The consensus among the presenters was that tweaking one thing seemed to undermine another.
Discussion also arose about the interplay, timing and coordination of certain changes, and questions about who would be impacted most heavily became complicated. One CT manufacturer noted that “the problem is educating the operators, not the machines.”
However, most presenters and panelists repeatedly expressed their full support for the FDA’s initiative to give patients the right exam, at the right time and with the right dose.
But what is right? FDA/CDRH’s Sean M. Boyd contended that a national consolidation of information is appropriate, but it is "not clearly decided who should maintain it. Also, getting facilities that use such data to improve internal processes is outside FDA’s regulatory scope.” As a result, figuring out who is accountable for new stipulations remains a work in progress as well.
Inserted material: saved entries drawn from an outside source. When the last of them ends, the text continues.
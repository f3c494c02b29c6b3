//! Chat thread persistence.
//!
//! The stream pipeline treats this store as fire-and-forget on the write
//! path: a failed save degrades history but never blocks the conversation.

pub mod store;

pub use store::{FileThreadStore, ThreadStore, ThreadSummary};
A stark reminder that one size may not fit all—beyond even the necessity to consider pediatric and adult CT concerns uniquely—meant that the scope of relevant topics included but was not limited to the feasibility of how manufacturers could possibly retrofit old scanners, adjust current scanners or anticipate future CT platform standards. Another manufacturer pointed out the necessity to look at the rich history of medical device development to anticipate options would be limited, but said it would evaluate options even though at this point “[it] would be like trying to incorporate auto pilot into the Red Baron’s biplane.”
And if CT embraces progress as evidenced by its expanded use to a full spectrum of diagnosis, management, treatment, guidance, planning and monitoring diseases, it is precisely this bang for the buck that may invite a complicated and imperfect relationship between devices and patients. Carolyn Cidis Meltzer, MD, of Emory University School of Medicine in Atlanta, and the Coalition for Imaging and Bioengineering, noted the discordant reality between the risk/benefit ratio, noting that “risk associated with this imaging and ionizing radiation is why we are here.”
Moving forward, Donald L. Miller, MD, from the National Council on Radiation Protection and Measurements, explained: “We’re going to keep working on it as we dedicate our lives to radiation safety. We will just keep working at it.” Miller reiterated that the FDA is not necessarily the answer to this problem, and it’s up to other governmental agencies as well.
The FDA’s notice in the Federal Register that requested comments for this public meeting are due by April 15.